Friday, March 22, 2013

Friday, 22-Mar-13

Yard
  • The willow, especially, had a good trimming with all the wind this winter. Lots to pick up in the yard.
  • The tête-à-têtes are blooming prettily. Added another French pot this year. They look so happy in their corner.
  • Ed mowed mowed for the first time in ages. Parts had to be cut with the strimmer first. 
  • The flowering quince are flowering the best they have since we've been here. The plants really are huge. I'm used to the knee-high kind used in Dutch plantsoens.
Pots
  • Potted three different basils (regular, purple, and the small "Mediterranean" on to set in the kitchen window (outside) with the lemon thyme. Hoping we might be able to keep some herbs going through the winter by closing those shutters on cold nights. Maybe.
  • Put two boughten cilantro pots into one pot.
  • Looks like we lost quite a few potted plants, including the lemon, through the winter. The olive is still going, though.
Salad garden
  • Most of the old sage in the pot on top of one of the fosse septique portholes is dead. (It's planted itself around that.) I cleared that out, but will have to get Ed to help lifting the pot so we can dump the dirt and start again. Plan to use pot to contain mint. Will try to isolate one or two bits of the sage and trim it more tidily. I use fresh sage a lot more than I expected, so it's nice to have around.

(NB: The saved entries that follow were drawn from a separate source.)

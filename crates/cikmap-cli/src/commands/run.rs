//! Run command implementation.

use crate::batch_file;
use crate::cli::RunArgs;
use crate::config::Config;
use crate::error::Result;
use crate::index;
use crate::output::Formatter;
use cikmap_domain::{BatchRecord, ItemOutcome};
use cikmap_fetch::HttpFetcher;
use cikmap_pipeline::{merge, CancelSignal, Pipeline, ResumeLedger};
use std::path::{Path, PathBuf};
use tracing::{info, warn};

/// Execute the run command.
pub async fn execute_run(args: RunArgs, mut config: Config, formatter: &Formatter) -> Result<()> {
    apply_overrides(&args, &mut config);

    let descriptors = index::read_index_files(&args.index, &config.fetch)?;
    let descriptors = index::filter_forms(descriptors, &args.forms);
    let descriptors = match &args.cik_filter {
        Some(path) => index::filter_ciks(descriptors, &index::load_cik_filter(path)?),
        None => descriptors,
    };

    let existing = batch_file::load(&args.output)?;
    let ledger = ResumeLedger::load(&existing);
    let residual = ledger.filter(descriptors, config.pipeline.force_refetch);

    if residual.is_empty() {
        eprintln!("{}", formatter.info("Nothing to do: every filing is already recorded"));
        return Ok(());
    }
    eprintln!(
        "{}",
        formatter.info(&format!(
            "Processing {} filings ({} already recorded)",
            residual.len(),
            ledger.len()
        ))
    );

    let fetcher = HttpFetcher::new(config.fetch.clone())?;
    let pipeline = Pipeline::new(fetcher, config.pipeline.clone())?;

    let cancel = CancelSignal::new();
    let interrupt = {
        let cancel = cancel.clone();
        tokio::spawn(async move {
            if tokio::signal::ctrl_c().await.is_ok() {
                warn!("Interrupt received, cancelling run");
                cancel.cancel();
            }
        })
    };

    let mut checkpoint = Checkpoint::new(&args.output, existing, args.checkpoint_every);
    let report = pipeline
        .run_with_observer(residual, &cancel, |outcome| checkpoint.observe(outcome))
        .await;
    interrupt.abort();

    let written = checkpoint.finish()?;

    println!("{}", formatter.format_summary(&report.summary)?);
    if cancel.is_cancelled() {
        eprintln!(
            "{}",
            formatter.warning(&format!(
                "Run interrupted: {} filings left for the next run",
                report.summary.cancelled
            ))
        );
    }
    eprintln!(
        "{}",
        formatter.success(&format!(
            "Wrote {} records to {}",
            written,
            args.output.display()
        ))
    );

    Ok(())
}

fn apply_overrides(args: &RunArgs, config: &mut Config) {
    config.apply_identity(&args.identity);
    if let Some(rate) = args.rate {
        config.pipeline.rate_per_second = rate;
    }
    if let Some(workers) = args.fetch_workers {
        config.pipeline.fetch_workers = workers;
    }
    if let Some(workers) = args.parse_workers {
        config.pipeline.parse_workers = workers;
    }
    if args.force {
        config.pipeline.force_refetch = true;
    }
}

/// Collects new records, appending them to the batch file every `every`
/// records; `finish` rewrites the file with the merged batch
struct Checkpoint {
    path: PathBuf,
    every: usize,
    existing: Vec<BatchRecord>,
    records: Vec<BatchRecord>,
    flushed: usize,
}

impl Checkpoint {
    fn new(path: &Path, existing: Vec<BatchRecord>, every: usize) -> Self {
        Self {
            path: path.to_path_buf(),
            every,
            existing,
            records: Vec::new(),
            flushed: 0,
        }
    }

    fn observe(&mut self, outcome: &ItemOutcome) {
        if let Some(record) = BatchRecord::from_outcome(outcome) {
            self.records.push(record);
        }
        if self.every > 0 && self.records.len() - self.flushed >= self.every {
            let pending = &self.records[self.flushed..];
            match batch_file::append(&self.path, pending) {
                Ok(()) => {
                    self.flushed = self.records.len();
                    info!("Checkpoint: {} new records", self.flushed);
                }
                Err(e) => warn!("Checkpoint to {} failed: {}", self.path.display(), e),
            }
        }
    }

    /// Write the final batch; returns the number of records written
    fn finish(self) -> Result<usize> {
        let batch = merge(self.existing, self.records);
        batch_file::save(&self.path, &batch)?;
        Ok(batch.len())
    }
}
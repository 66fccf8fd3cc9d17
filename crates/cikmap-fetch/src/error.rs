//! Error types for the fetch client

use cikmap_domain::FetchFailure;
use std::time::Duration;
use thiserror::Error;

/// Errors that can occur while fetching from the archive
#[derive(Error, Debug)]
pub enum FetchError {
    /// Worth retrying: network failure, 429 or a 5xx gateway/overload status
    #[error("Transient fetch error: {message}")]
    Transient {
        /// HTTP status, if a response arrived
        status: Option<u16>,
        /// Description
        message: String,
        /// Server-requested delay before the next attempt
        retry_after: Option<Duration>,
    },

    /// Not worth retrying: any other 4xx or a malformed request
    #[error("Permanent fetch error: {message}")]
    Permanent {
        /// Attempts made (always the last one)
        attempts: u32,
        /// HTTP status, if a response arrived
        status: Option<u16>,
        /// Description
        message: String,
    },

    /// Every allowed attempt failed transiently
    #[error("Retries exhausted after {attempts} attempt(s): {message}")]
    Exhausted {
        /// Attempts made
        attempts: u32,
        /// Last HTTP status seen
        status: Option<u16>,
        /// Last failure description
        message: String,
    },

    /// Configuration error
    #[error("Configuration error: {0}")]
    Config(String),
}

impl FetchError {
    /// HTTP status carried by the error, if any
    pub fn status(&self) -> Option<u16> {
        match self {
            FetchError::Transient { status, .. }
            | FetchError::Permanent { status, .. }
            | FetchError::Exhausted { status, .. } => *status,
            FetchError::Config(_) => None,
        }
    }

    /// Convert into the per-item failure recorded by the pipeline
    pub fn into_failure(self) -> FetchFailure {
        match self {
            FetchError::Transient {
                status, message, ..
            } => FetchFailure::exhausted(message, 1, status),
            FetchError::Permanent {
                attempts,
                status,
                message,
            } => FetchFailure::permanent(message, attempts, status),
            FetchError::Exhausted {
                attempts,
                status,
                message,
            } => FetchFailure::exhausted(message, attempts, status),
            FetchError::Config(message) => FetchFailure::permanent(message, 0, None),
        }
    }
}
//! Configuration for the fetch client

use serde::{Deserialize, Serialize};
use std::time::Duration;

/// Default archive host
pub const DEFAULT_BASE_URL: &str = "https://www.sec.gov";

/// Configuration for `HttpFetcher`
#[derive(Debug, Clone, PartialEq, Eq, Serialize, Deserialize)]
#[serde(default)]
pub struct FetchConfig {
    /// Contact name sent in the User-Agent
    pub contact_name: String,

    /// Contact email sent in the User-Agent and From headers
    pub contact_email: String,

    /// Per-request timeout (seconds)
    pub timeout_secs: u64,

    /// Attempts per request, including the first
    pub max_attempts: u32,

    /// First retry delay (milliseconds), doubled on each retry
    pub backoff_base_ms: u64,

    /// Upper bound for any retry delay, `Retry-After` included (milliseconds)
    pub backoff_max_ms: u64,

    /// Archive host, without a trailing slash
    pub base_url: String,
}

impl FetchConfig {
    /// Request timeout as a Duration
    pub fn timeout(&self) -> Duration {
        Duration::from_secs(self.timeout_secs)
    }

    /// URL of a path under the archive root
    ///
    /// Index files list filings relative to the root (`edgar/data/...`).
    ///
    /// ```
    /// use cikmap_fetch::FetchConfig;
    ///
    /// let config = FetchConfig::default();
    /// assert_eq!(
    ///     config.archive_url("edgar/data/1/0000000001-24-000001.txt"),
    ///     "https://www.sec.gov/Archives/edgar/data/1/0000000001-24-000001.txt"
    /// );
    /// ```
    pub fn archive_url(&self, path: &str) -> String {
        format!(
            "{}/Archives/{}",
            self.base_url.trim_end_matches('/'),
            path.trim_start_matches('/')
        )
    }

    /// Delay before retry number `attempt` (1-based)
    ///
    /// # Examples
    ///
    /// ```
    /// use cikmap_fetch::FetchConfig;
    /// use std::time::Duration;
    ///
    /// let config = FetchConfig::default();
    /// assert_eq!(config.backoff_delay(1), Duration::from_millis(500));
    /// assert_eq!(config.backoff_delay(3), Duration::from_millis(2000));
    /// assert_eq!(config.backoff_delay(10), Duration::from_millis(8000));
    /// ```
    pub fn backoff_delay(&self, attempt: u32) -> Duration {
        let exponent = attempt.saturating_sub(1).min(20);
        let delay = self.backoff_base_ms.saturating_mul(1u64 << exponent);
        Duration::from_millis(delay.min(self.backoff_max_ms))
    }

    /// Validate the configuration
    pub fn validate(&self) -> Result<(), String> {
        if self.contact_email.trim().is_empty() {
            return Err(
                "contact_email is required (set SEC_EMAIL or [fetch].contact_email)".to_string(),
            );
        }
        if !self.contact_email.contains('@') {
            return Err(format!(
                "contact_email '{}' is not an email address",
                self.contact_email
            ));
        }
        if self.max_attempts == 0 {
            return Err("max_attempts must be at least 1".to_string());
        }
        if self.timeout_secs == 0 {
            return Err("timeout_secs must be greater than 0".to_string());
        }
        if self.backoff_max_ms < self.backoff_base_ms {
            return Err("backoff_max_ms must not be less than backoff_base_ms".to_string());
        }
        if !self.base_url.starts_with("http://") && !self.base_url.starts_with("https://") {
            return Err(format!("base_url '{}' must be an http(s) URL", self.base_url));
        }
        Ok(())
    }

    /// Load configuration from TOML string
    pub fn from_toml(toml_str: &str) -> Result<Self, String> {
        toml::from_str(toml_str).map_err(|e| format!("Failed to parse TOML: {}", e))
    }

    /// Serialize configuration to TOML string
    pub fn to_toml(&self) -> Result<String, String> {
        toml::to_string_pretty(self).map_err(|e| format!("Failed to serialize to TOML: {}", e))
    }
}

impl Default for FetchConfig {
    fn default() -> Self {
        Self {
            contact_name: String::new(),
            contact_email: String::new(),
            timeout_secs: 60,
            max_attempts: 5,
            backoff_base_ms: 500,
            backoff_max_ms: 8_000,
            base_url: DEFAULT_BASE_URL.to_string(),
        }
    }
}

  • This area really needs to be rethought since the woodshed went in. Think I'll start by making a ring of rocks around the umbrella tree to contain that narcissus and stuff there. Don't have any ideas right now how to do the rest. There's the fosse septique portholes to work around. And a very nice rosemary plant. The remains of some thyme that doesn't seem to  have fared well over the winter. Tosca's plant that I'd like to move around the bird feeder, but may have waited too late.
South Forty
  • All the fruit trees and parental trees seem to be doing well. I was a bit worried about the pecan but it's got swelling buds now. 
  • There's a flowering shrub flowering that I'll have to look up. First time we've seen it flower. I see the shrub around, but don't know its name. This one's pretty scrubby looking, but maybe we can trim it tidily after it finishes flowering. 
  • The probably-a-forsythia has two good twigs, no leaves or flowers.
  • Lots of violets blooming, especially the white ones which seem to be taking over.
Potager
  • The potager itself is a serious mess, desperately in need of mulch, belatedly, if we're going to do the no-dig thing. 
  • Gathered up the empty toilet rolls and seeds from year before last and planted up a bunch of stuff for the potager. Some of these are a bit out of date, but we'll see what happens.
Entry
  • What ho! The clematis, which I'd given up for a loss is leafing out. Should I get another for the other side or something else?
  • The hydrangea fills only half the space under the pergola. Needs to be added to or replaced.